Controversial yes, but Fury was an inspirational British sporting figure in and out of the ring over the last 12 months
Despite the boxer having requested last week that he should be removed from the shortlist of six, Tyson Fury should have won the BBC’s Sports Personality of the Year award for 2020 – because there is no other bigger personality in British sport.
Lewis Hamilton was named the eventual winner with Jordan Henderson and Hollie Doyle second and third respectively and Ronnie O’Sullivan and Stuart Broad making up the rest of the contenders. If Fury had triumphed, the undefeated heavyweight champion would have been the fifth boxer to have won the award after Henry Cooper, twice (1967, 1970), Barry McGuigan (1985), Lennox Lewis (1999) and Joe Calzaghe (2007).
On Fury’s field of play itself, which this year meant in a ring in Las Vegas, Fury employed his outlandish humour, and his very own brand of psychology, to climb into the head of American opponent Deontay Wilder, before beating him up in seven rounds and claiming the World Boxing Council heavyweight crown in a rematch after a controversial draw in Los Angeles in 2018. What made the victory so remarkable was that Fury had been utterly transparent about his tactics for the fight, telling all who would listen – including Wilder, to his face – that “the bully was to get bullied”.
On February 23, at the MGM Grand Garden Arena, carried into the ring on a throne with gold crown (his sobriquet is the Gypsy King) Fury duly set about Wilder with a relentless aggression, dropping him twice to the canvas and dominating the fight before the towel came in from the Alabaman’s corner. Fury was known as a boxer, moreover, not a puncher, and the performance resonated with fans in the arena and around the world. Fury then took to the microphone in the ring, to sing to his wife and fans in the arena. Few British sports personalities – if any – have crooned post-event, let alone post-fight.
Incidentally, the WBC heavyweight belt was the only one of the four major titles to have eluded Fury, the 6ft 9ind tall 19st boxer from the Traveller race having held the three other major titles when he defeated Wladimir Klitschko in 2015. That year, Fury finished fourth in the BBC SPOTY awards list.
The victory over Wilder was one of the most comprehensive and celebrated victories by a British boxer abroad in history, to rank alongside Fury’s defeat of Klitschko in Germany, Lloyd Honeyghan’s welterweight world title in 1986 in Atlantic City over Donald Curry, and the victories of the likes of Lennox Lewis, Naseem Hamed, Joe Calzaghe and Ken Buchanan on the American continent.
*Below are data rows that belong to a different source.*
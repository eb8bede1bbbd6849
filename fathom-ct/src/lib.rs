
mod chunk_ir;
mod dict;
mod level_rules;
mod op;
mod persist;
mod program;

pub use chunk_ir::{ChunkIr, Tensor};
pub use dict::{Dictionary, KeyType, RamDictionary};
pub use level_rules::{
    level_info_for_add_cc, level_info_for_add_cp, level_info_for_add_cs, level_info_for_backend_mask,
    level_info_for_mul_cc, level_info_for_mul_cp, level_info_for_mul_cs, level_info_for_rotate_c,
    waterline_rescale,
};
pub use op::{CtKind, CtOp, ScaledPtVal};
pub use persist::{read_program, write_program};
pub use program::{partition_program, CtProgram, ProgramContext};
use crate::ops::arith::{TAddCC, TAddCP, TAddCSI, TMulCC, TMulCP, TMulCSI};
use crate::ops::convert::{TLayoutConversion, TMergedMulChain};
use crate::ops::dims::{TDropDim, TInsertDim, TReorderDims, TResizeDim, TStride};
use crate::ops::io::{TInput, TOutput};
use crate::ops::reduce::{TReduceDim, TReplicateDim};
use crate::ops::scale::{TBootstrap, TRescale};
use crate::ops::shift::{TCyclicShift, TRotate, TUnpaddedShift};
use crate::trans_mask::CtTensor;
use fathom_base::LogScale;
use fathom_ct::CtProgram;
use fathom_layout::TensorLayout;

/// The closed set of tensor-level operations. Each one knows its layouts,
/// its cost contributions, and how to rewrite itself into ciphertext ops.
#[derive(Clone, PartialEq, Debug)]
pub enum TOp {
    CyclicShift(TCyclicShift),
    UnpaddedShift(TUnpaddedShift),
    Rotate(TRotate),
    ReorderDims(TReorderDims),
    Stride(TStride),
    ResizeDim(TResizeDim),
    DropDim(TDropDim),
    InsertDim(TInsertDim),
    ReduceDim(TReduceDim),
    ReplicateDim(TReplicateDim),
    LayoutConversion(TLayoutConversion),
    MergedMulChain(TMergedMulChain),
    MulCC(TMulCC),
    AddCC(TAddCC),
    MulCP(TMulCP),
    AddCP(TAddCP),
    MulCSI(TMulCSI),
    AddCSI(TAddCSI),
    Bootstrap(TBootstrap),
    Rescale(TRescale),
    Input(TInput),
    Output(TOutput),
}

macro_rules! dispatch {
    ($self:expr, $inner:ident => $body:expr) => {
        match $self {
            TOp::CyclicShift($inner) => $body,
            TOp::UnpaddedShift($inner) => $body,
            TOp::Rotate($inner) => $body,
            TOp::ReorderDims($inner) => $body,
            TOp::Stride($inner) => $body,
            TOp::ResizeDim($inner) => $body,
            TOp::DropDim($inner) => $body,
            TOp::InsertDim($inner) => $body,
            TOp::ReduceDim($inner) => $body,
            TOp::ReplicateDim($inner) => $body,
            TOp::LayoutConversion($inner) => $body,
            TOp::MergedMulChain($inner) => $body,
            TOp::MulCC($inner) => $body,
            TOp::AddCC($inner) => $body,
            TOp::MulCP($inner) => $body,
            TOp::AddCP($inner) => $body,
            TOp::MulCSI($inner) => $body,
            TOp::AddCSI($inner) => $body,
            TOp::Bootstrap($inner) => $body,
            TOp::Rescale($inner) => $body,
            TOp::Input($inner) => $body,
            TOp::Output($inner) => $body,
        }
    };
}

impl TOp {
    pub fn input_layout(&self) -> &TensorLayout {
        match self {
            TOp::ReorderDims(op) => op.input_layout(),
            TOp::Stride(op) => op.input_layout(),
            TOp::ResizeDim(op) => op.input_layout(),
            TOp::DropDim(op) => op.input_layout(),
            TOp::InsertDim(op) => op.input_layout(),
            TOp::ReduceDim(op) => op.input_layout(),
            TOp::ReplicateDim(op) => op.input_layout(),
            TOp::LayoutConversion(op) => op.input_layout(),
            TOp::MergedMulChain(op) => op.input_layout(),
            _ => self.same_layout(),
        }
    }

    pub fn output_layout(&self) -> &TensorLayout {
        match self {
            TOp::ReorderDims(op) => op.output_layout(),
            TOp::Stride(op) => op.output_layout(),
            TOp::ResizeDim(op) => op.output_layout(),
            TOp::DropDim(op) => op.output_layout(),
            TOp::InsertDim(op) => op.output_layout(),
            TOp::ReduceDim(op) => op.output_layout(),
            TOp::ReplicateDim(op) => op.output_layout(),
            TOp::LayoutConversion(op) => op.output_layout(),
            TOp::MergedMulChain(op) => op.output_layout(),
            _ => self.same_layout(),
        }
    }

    fn same_layout(&self) -> &TensorLayout {
        match self {
            TOp::CyclicShift(op) => op.layout(),
            TOp::UnpaddedShift(op) => op.layout(),
            TOp::Rotate(op) => op.layout(),
            TOp::MulCC(op) => op.layout(),
            TOp::AddCC(op) => op.layout(),
            TOp::MulCP(op) => op.layout(),
            TOp::AddCP(op) => op.layout(),
            TOp::MulCSI(op) => op.layout(),
            TOp::AddCSI(op) => op.layout(),
            TOp::Bootstrap(op) => op.layout(),
            TOp::Rescale(op) => op.layout(),
            TOp::Input(op) => op.layout(),
            TOp::Output(op) => op.layout(),
            _ => unreachable!("layout-changing op has distinct input/output layouts"),
        }
    }

    /// Scale this op's own constants contribute to its result.
    pub fn added_log_scale(&self) -> LogScale {
        dispatch!(self, op => op.added_log_scale())
    }

    /// Multiplicative depth spent on backend-generated masks.
    pub fn backend_mask_depth(&self) -> i64 {
        dispatch!(self, op => op.backend_mask_depth())
    }

    /// Rewrite into ciphertext ops appended to `program`.
    pub fn amend(&self, program: &mut CtProgram, inputs: &[CtTensor]) -> CtTensor {
        dispatch!(self, op => op.amend(program, inputs))
    }
}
But Fury’s year was not over in spite of lockdown. Having been open that he had been suffering from mental illness, Fury showed much about his home life, and his relationship with his family, through his Instagram social media channel when the Covid-19 pandemic hit, going through a daily morning exercise routine with his wife Paris, and often with his five children there, watched by hundreds of thousands of fans, many of whom joined in.
It was both revealing, honest, charming and at times utterly amusing as his children caused chaos, and his wife expressed her exasperation at being driven on in the workouts. What the sessions showed, in spite of his enormous fame and wealth, was that Fury kept fit for his mental health, and as he admitted last week in an exclusive interview with The Daily Telegraph, kept his sanity. It provided an inspirational daily session for many watching, with Fury receiving thousands of messages from around the world from others who were suffering mental health issues.
On the back of it, Fury produced a book on wellness, and has become an advocate and ambassador for openness on mental health. Fury is an oft controversial figure, but has been nothing but an inspirational British sporting hero in 2020.